MDEV-16188 Use in-memory PK filters built from range index scans

This patch contains a full implementation of the optimization that allows to use in-memory rowid / primary filters built for range conditions over indexes. In many cases usage of such filters reduce the number of disk seeks spent for fetching table rows. In this implementation the choice of what possible filter to be applied (if any) is made purely on cost-based considerations. This implementation re-achitectured the partial implementation of the feature pushed by Galina Shalygina in the commit 8d5a11122c32f4d9eb87536886c6e893377bdd07. Besides this patch contains a better implementation of the generic handler function handler::multi_range_read_info_const() that takes into account gaps between ranges when calculating the cost of range index scans. It also contains some corrections of the implementation of the handler function records_in_range() for MyISAM. This patch supports the feature for InnoDB and MyISAM.
author: Igor Babaev <igor@askmonty.org> 2019-02-03 14:56:12 -0800
committer: Igor Babaev <igor@askmonty.org> 2019-02-03 14:56:12 -0800
commit: 658128af43b4d7c6db445164f8ed25ed4d1e3109 (patch)
tree: 7a71580cca55759b8bb2730e117436478948d77f /sql/multi_range_read.cc
parent: 5f46670bd09babbee75a24ac82eb4ade0706da66 (diff)

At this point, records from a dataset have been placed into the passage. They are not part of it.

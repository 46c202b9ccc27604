//! Problem converters.
//!
//! A converter rewrites a [`Problem`] into an equivalent one over a new
//! ring and returns the pair of maps needed to move relations and
//! solutions between the two variable spaces:
//!
//! - [`Recenter`] shifts every unknown so that its bounds are symmetric
//! - [`BoundedMonomialOrder`] switches to a term order weighted by the
//!   bit sizes of the bounds
//! - [`UnraveledLinearization`] introduces fresh unknowns for nonlinear
//!   terms
//! - [`ChainConverter`] composes the above

mod chain;
mod monomial_order;
mod recenter;
mod unraveled;

use std::sync::Arc;

use smallroots_integers::Integer;
use smallroots_model::{
    Error, PartialSolution, PartialSolutionSet, Problem, Relation, RelationSet, Result,
};
use smallroots_poly::{PolyRing, Polynomial};

pub use chain::{ChainConverter, ChainRelations, ChainSolutions};
pub use monomial_order::BoundedMonomialOrder;
pub use recenter::Recenter;
pub use unraveled::UnraveledLinearization;

/// Maps relations between the old and the new variables.
pub trait RelationConverter {
    /// Rewrites a polynomial of the old ring in the new ring.
    ///
    /// # Errors
    ///
    /// Returns [`Error::RingMismatch`] if `f` is not in the old ring.
    fn convert_polynomial_to_new(&self, f: &Polynomial<Integer>) -> Result<Polynomial<Integer>>;

    /// Rewrites a polynomial of the new ring in the old ring.
    ///
    /// # Errors
    ///
    /// Returns [`Error::RingMismatch`] if `f` is not in the new ring.
    fn convert_polynomial_to_old(&self, f: &Polynomial<Integer>) -> Result<Polynomial<Integer>>;

    /// Converts the polynomial of a relation; the modulus is kept.
    ///
    /// # Errors
    ///
    /// See [`RelationConverter::convert_polynomial_to_new`].
    fn convert_relation_to_new(&self, relation: &Relation) -> Result<Relation> {
        Ok(Relation::new(
            self.convert_polynomial_to_new(&relation.polynomial)?,
            relation.modulus.clone(),
        ))
    }

    /// Converts the polynomial of a relation back; the modulus is kept.
    ///
    /// # Errors
    ///
    /// See [`RelationConverter::convert_polynomial_to_old`].
    fn convert_relation_to_old(&self, relation: &Relation) -> Result<Relation> {
        Ok(Relation::new(
            self.convert_polynomial_to_old(&relation.polynomial)?,
            relation.modulus.clone(),
        ))
    }

    /// Converts every relation of a set.
    ///
    /// # Errors
    ///
    /// See [`RelationConverter::convert_polynomial_to_new`].
    fn convert_relations_to_new(&self, relations: &RelationSet) -> Result<RelationSet> {
        let converted = relations
            .iter()
            .map(|r| self.convert_relation_to_new(r))
            .collect::<Result<Vec<_>>>()?;
        RelationSet::new(converted)
    }

    /// Converts every relation of a set back.
    ///
    /// # Errors
    ///
    /// See [`RelationConverter::convert_polynomial_to_old`].
    fn convert_relations_to_old(&self, relations: &RelationSet) -> Result<RelationSet> {
        let converted = relations
            .iter()
            .map(|r| self.convert_relation_to_old(r))
            .collect::<Result<Vec<_>>>()?;
        RelationSet::new(converted)
    }
}

/// Maps solutions between the old and the new variables.
///
/// Entries for variables outside the converted ring, unknown moduli in
/// particular, pass through unchanged.
pub trait SolutionConverter {
    /// Expresses a solution of the old problem in the new variables.
    fn convert_solution_to_new(&self, solution: &PartialSolution) -> PartialSolution;

    /// Expresses a solution of the new problem in the old variables.
    fn convert_solution_to_old(&self, solution: &PartialSolution) -> PartialSolution;

    /// Converts every solution of a set.
    fn convert_solutions_to_new(&self, solutions: &[PartialSolution]) -> PartialSolutionSet {
        solutions
            .iter()
            .map(|s| self.convert_solution_to_new(s))
            .collect()
    }

    /// Converts every solution of a set back.
    fn convert_solutions_to_old(&self, solutions: &[PartialSolution]) -> PartialSolutionSet {
        solutions
            .iter()
            .map(|s| self.convert_solution_to_old(s))
            .collect()
    }
}

/// A converted problem and the maps back to the original.
pub struct Conversion {
    /// The rewritten problem.
    pub problem: Problem,
    /// Relation maps between the two problems.
    pub relations: Box<dyn RelationConverter>,
    /// Solution maps between the two problems.
    pub solutions: Box<dyn SolutionConverter>,
}

/// Rewrites a problem into an equivalent one.
pub trait ProblemConverter {
    /// Converts `problem`.
    ///
    /// # Errors
    ///
    /// Returns [`Error::MissingBound`] when a needed bound is absent and
    /// propagates ring construction errors.
    fn run(&self, problem: &Problem) -> Result<Conversion>;
}

pub(crate) fn ensure_ring(f: &Polynomial<Integer>, ring: &Arc<PolyRing>) -> Result<()> {
    if f.ring() == ring {
        Ok(())
    } else {
        Err(Error::RingMismatch)
    }
}

/// Positional renaming between two rings with the same generator count.
#[derive(Clone, Debug)]
pub struct Rename {
    old: Arc<PolyRing>,
    new: Arc<PolyRing>,
}

impl Rename {
    /// Generator `i` of `old` becomes generator `i` of `new`.
    ///
    /// # Errors
    ///
    /// Returns [`Error::InvalidInput`] if the generator counts differ.
    pub fn new(old: Arc<PolyRing>, new: Arc<PolyRing>) -> Result<Self> {
        if old.num_vars() != new.num_vars() {
            return Err(Error::invalid("renaming needs rings of equal size"));
        }
        Ok(Self { old, new })
    }

    fn rename(solution: &PartialSolution, from: &PolyRing, to: &PolyRing) -> PartialSolution {
        solution
            .iter()
            .map(|(v, x)| {
                let v = from
                    .index_of(v)
                    .map_or_else(|| v.clone(), |i| to.variables()[i].clone());
                (v, x.clone())
            })
            .collect()
    }
}

impl RelationConverter for Rename {
    fn convert_polynomial_to_new(&self, f: &Polynomial<Integer>) -> Result<Polynomial<Integer>> {
        ensure_ring(f, &self.old)?;
        Ok(f.reinterpret(self.new.clone()))
    }

    fn convert_polynomial_to_old(&self, f: &Polynomial<Integer>) -> Result<Polynomial<Integer>> {
        ensure_ring(f, &self.new)?;
        Ok(f.reinterpret(self.old.clone()))
    }
}

impl SolutionConverter for Rename {
    fn convert_solution_to_new(&self, solution: &PartialSolution) -> PartialSolution {
        Self::rename(solution, &self.old, &self.new)
    }

    fn convert_solution_to_old(&self, solution: &PartialSolution) -> PartialSolution {
        Self::rename(solution, &self.new, &self.old)
    }
}

#[cfg(test)]
mod tests {
    use super::*;
    use smallroots_poly::{parse_polynomials, TermOrder, Variable};

    #[test]
    fn test_rename_round_trip() {
        let (old, polys) = parse_polynomials(&["x^2 + 3*y"]).unwrap();
        let new = PolyRing::from_names(&["a", "b"], TermOrder::Lex).unwrap();
        let rename = Rename::new(old, new.clone()).unwrap();
        let g = rename.convert_polynomial_to_new(&polys[0]).unwrap();
        assert_eq!(g.to_string(), "a^2 + 3*b");
        assert_eq!(rename.convert_polynomial_to_old(&g).unwrap(), polys[0]);
        assert!(matches!(
            rename.convert_polynomial_to_new(&g),
            Err(Error::RingMismatch)
        ));

        let sol: PartialSolution = [
            (Variable::new("x"), Integer::new(1)),
            (Variable::new("p"), Integer::new(7)),
        ]
        .into_iter()
        .collect();
        let renamed = rename.convert_solution_to_new(&sol);
        assert_eq!(renamed.to_string(), "{a: 1, p: 7}");
        assert_eq!(rename.convert_solution_to_old(&renamed), sol);
    }

    #[test]
    fn test_rename_sets() {
        let (old, polys) = parse_polynomials(&["x - 1", "y + 2"]).unwrap();
        let new = PolyRing::from_names(&["a", "b"], TermOrder::Lex).unwrap();
        let rename = Rename::new(old, new).unwrap();
        let relations = RelationSet::new(
            polys
                .into_iter()
                .map(|f| Relation::modular(f, Integer::new(11)))
                .collect(),
        )
        .unwrap();
        let moved = rename.convert_relations_to_new(&relations).unwrap();
        assert_eq!(moved[1].polynomial.to_string(), "b + 2");
        assert_eq!(rename.convert_relations_to_old(&moved).unwrap(), relations);

        let sol: PartialSolution = [(Variable::new("y"), Integer::new(-2))].into_iter().collect();
        let back = rename.convert_solutions_to_old(&rename.convert_solutions_to_new(&[sol.clone()]));
        assert_eq!(back, vec![sol]);
    }
}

download: mariadb-git-658128af43b4d7c6db445164f8ed25ed4d1e3109.tar.gz
1 files changed, 123 insertions, 18 deletions
diff --git a/sql/multi_range_read.cc b/sql/multi_range_read.cc
index d6952e71899..cab278f5859 100644
--- a/sql/multi_range_read.cc
+++ b/sql/multi_range_read.cc
@@ -20,6 +20,12 @@
 #include "key.h"
 #include "sql_statistics.h"
 
+static ulonglong key_block_no(handler *h, uint keyno, uint keyentry_pos)
+{
+  return (ulonglong) (h->keyread_time(keyno, 1, keyentry_pos + 1) -
+	              h->keyread_time(keyno, 0, keyentry_pos + 1) + 0.5) + 1;
+}
+
 /****************************************************************************
  * Default MRR implementation (MRR to non-MRR converter)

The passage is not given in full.